# ACTIVITY
In the records below, find the lines that include the string "async" and report how many there are, nothing else.

+ + + + + + +

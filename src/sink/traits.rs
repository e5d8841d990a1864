use crate::config::PayerProfile;
use crate::rules::Rule;
use chrono::{DateTime, Utc};
use thiserror::Error;

/// Errors from the persistence layer
#[derive(Debug, Error)]
pub enum SinkError {
    #[error("Database error: {0}")]
    Database(#[from] rusqlite::Error),

    #[error("Sink I/O error: {0}")]
    Io(#[from] std::io::Error),
}

pub type SinkResult<T> = std::result::Result<T, SinkError>;

/// A document record ready for the catalog
#[derive(Debug, Clone)]
pub struct StoredDocument {
    pub url: String,
    pub found_on: String,
    pub anchor_text: String,
    pub depth: u32,
    pub content_type: String,
    pub byte_size: u64,
    pub fingerprint: String,
    pub relevance: f64,
    pub page_count: u32,
    pub unreadable: bool,
    pub used_fallback: bool,
    pub fetched_at: DateTime<Utc>,
}

/// Per-unit attempt outcomes recorded for the failure report
#[derive(Debug, Clone, Copy, PartialEq, Eq)]
pub enum AttemptOutcome {
    Fetched,
    Duplicate,
    Rejected,
    NetworkFailure,
    ExtractionFailure,
}

impl AttemptOutcome {
    pub fn as_str(&self) -> &'static str {
        match self {
            AttemptOutcome::Fetched => "fetched",
            AttemptOutcome::Duplicate => "duplicate",
            AttemptOutcome::Rejected => "rejected",
            AttemptOutcome::NetworkFailure => "network_failure",
            AttemptOutcome::ExtractionFailure => "extraction_failure",
        }
    }
}

/// Persistence backend for crawl results
///
/// Implementations must be safe to call from several workers at once. All
/// methods are synchronous; callers on the async side go through
/// `spawn_blocking` when a call might contend.
pub trait Sink: Send + Sync {
    /// Opens a run record, returning its id
    fn begin_run(&self, config_hash: &str) -> SinkResult<i64>;

    /// Stamps a run finished
    fn finish_run(&self, run_id: i64) -> SinkResult<()>;

    /// Inserts or refreshes a payer, returning its id
    fn upsert_payer(&self, payer: &PayerProfile) -> SinkResult<i64>;

    /// Catalogs a fetched document, returning its id
    fn insert_document(
        &self,
        run_id: i64,
        payer_id: i64,
        document: &StoredDocument,
    ) -> SinkResult<i64>;

    /// Stores one accepted rule
    fn insert_rule(&self, document_id: i64, payer_id: i64, rule: &Rule) -> SinkResult<i64>;

    /// Records a per-URL attempt outcome
    fn record_attempt(
        &self,
        run_id: i64,
        url: &str,
        outcome: AttemptOutcome,
        detail: &str,
    ) -> SinkResult<()>;

    /// Links a duplicate URL to the fingerprint it repeated
    fn link_duplicate(&self, run_id: i64, url: &str, fingerprint: &str) -> SinkResult<()>;

    /// Stores the analysis backend's raw response for a document
    fn store_backend_payload(
        &self,
        document_id: i64,
        model_id: &str,
        payload: &str,
    ) -> SinkResult<()>;

    /// All fingerprints ever cataloged, for cross-run deduplication
    fn known_fingerprints(&self) -> SinkResult<Vec<String>>;

    fn document_count(&self) -> SinkResult<u64>;

    fn rule_count(&self) -> SinkResult<u64>;
}
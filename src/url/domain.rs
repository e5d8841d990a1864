use url::Url;

/// Extracts the lowercase domain from a URL
///
/// Returns None for URLs without a host, which cannot happen for the
/// HTTP(S) URLs produced by [`super::normalize_url`].
///
/// # Examples
///
/// ```
/// use url::Url;
/// use payerscope::url::extract_domain;
///
/// let url = Url::parse("https://Providers.Payer.Example/manual.pdf").unwrap();
/// assert_eq!(extract_domain(&url), Some("providers.payer.example".to_string()));
/// ```
pub fn extract_domain(url: &Url) -> Option<String> {
    url.host_str().map(|h| h.to_lowercase())
}
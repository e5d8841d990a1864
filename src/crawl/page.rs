use crate::config::{Config, UserAgentConfig};
use crate::Result;
use std::time::Duration;
use url::Url;

/// Outcome of fetching a single portal page
///
/// Only transport-level problems surface as errors to the caller; HTTP
/// status outcomes are data so the discovery loop can count and continue.
#[derive(Debug)]
pub enum PageFetch {
    /// 2xx with an HTML body
    Success { body: String, final_url: Url },
    /// 2xx but not an HTML content type; the URL may be an unflagged document
    NotHtml { content_type: String },
    /// 3xx redirect that left the allow-list, or a redirect loop
    RedirectedOffSite { location: String },
    /// 4xx client error
    ClientError { status: u16 },
    /// 5xx server error, counts toward domain backoff
    ServerError { status: u16 },
    /// Timeout or connection failure, counts toward domain backoff
    NetworkError { message: String },
}

impl PageFetch {
    /// Whether this outcome counts as a failure for rate-limit backoff
    pub fn is_failure(&self) -> bool {
        matches!(
            self,
            PageFetch::ServerError { .. } | PageFetch::NetworkError { .. }
        )
    }
}

/// Builds the shared HTTP client used by both crawling and fetching
///
/// Redirects are disabled at the client level; the discovery loop resolves
/// them manually so off-allow-list hops can be dropped instead of followed.
pub fn build_http_client(user_agent: &UserAgentConfig, timeout_secs: u64) -> Result<reqwest::Client> {
    let client = reqwest::Client::builder()
        .user_agent(user_agent.agent_string())
        .timeout(Duration::from_secs(timeout_secs))
        .redirect(reqwest::redirect::Policy::none())
        .build()?;
    Ok(client)
}

/// Fetches one page, classifying the outcome
///
/// Follows at most `max_redirects` same-allow-list redirects. The caller is
/// expected to have passed the rate limiter first.
pub async fn fetch_page(
    client: &reqwest::Client,
    config: &Config,
    url: &Url,
    max_redirects: u32,
) -> PageFetch {
    let mut current = url.clone();

    for _ in 0..=max_redirects {
        let response = match client.get(current.as_str()).send().await {
            Ok(r) => r,
            Err(e) => {
                return PageFetch::NetworkError {
                    message: e.to_string(),
                }
            }
        };

        let status = response.status();

        if status.is_redirection() {
            let location = match response
                .headers()
                .get(reqwest::header::LOCATION)
                .and_then(|v| v.to_str().ok())
            {
                Some(l) => l.to_string(),
                None => {
                    return PageFetch::NetworkError {
                        message: format!("Redirect without Location header from {}", current),
                    }
                }
            };

            let next = match current.join(&location) {
                Ok(u) => u,
                Err(_) => return PageFetch::RedirectedOffSite { location },
            };

            let domain = match crate::url::extract_domain(&next) {
                Some(d) => d,
                None => return PageFetch::RedirectedOffSite { location },
            };
            if !crate::url::is_allowed_domain(&domain, &config.allowed_domains()) {
                return PageFetch::RedirectedOffSite { location };
            }

            current = next;
            continue;
        }

        if status.is_client_error() {
            return PageFetch::ClientError {
                status: status.as_u16(),
            };
        }

        if status.is_server_error() {
            return PageFetch::ServerError {
                status: status.as_u16(),
            };
        }

        let content_type = response
            .headers()
            .get(reqwest::header::CONTENT_TYPE)
            .and_then(|v| v.to_str().ok())
            .unwrap_or("")
            .to_string();

        if !content_type.starts_with("text/html")
            && !content_type.starts_with("application/xhtml")
        {
            return PageFetch::NotHtml { content_type };
        }

        return match response.text().await {
            Ok(body) => PageFetch::Success {
                body,
                final_url: current,
            },
            Err(e) => PageFetch::NetworkError {
                message: e.to_string(),
            },
        };
    }

    PageFetch::RedirectedOffSite {
        location: current.to_string(),
    }
}

#[cfg(test)]
mod tests {
    use super::*;

    fn agent() -> UserAgentConfig {
        UserAgentConfig {
            crawler_name: "payerscope".to_string(),
            crawler_version: "0.3.0".to_string(),
            contact_url: "https://example.org/crawler".to_string(),
            contact_email: "ops@example.org".to_string(),
        }
    }

    #[test]
    fn test_agent_string_format() {
        let s = agent().agent_string();
        assert_eq!(
            s,
            "payerscope/0.3.0 (+https://example.org/crawler; ops@example.org)"
        );
    }

    #[test]
    fn test_build_client() {
        assert!(build_http_client(&agent(), 30).is_ok());
    }

    #[test]
    fn test_failure_classification() {
        assert!(PageFetch::ServerError { status: 503 }.is_failure());
        assert!(PageFetch::NetworkError {
            message: "timeout".to_string()
        }
        .is_failure());
        assert!(!PageFetch::ClientError { status: 404 }.is_failure());
        assert!(!PageFetch::NotHtml {
            content_type: "application/pdf".to_string()
        }
        .is_failure());
    }
}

+ + + + + + +

# WORKED SOLUTION
2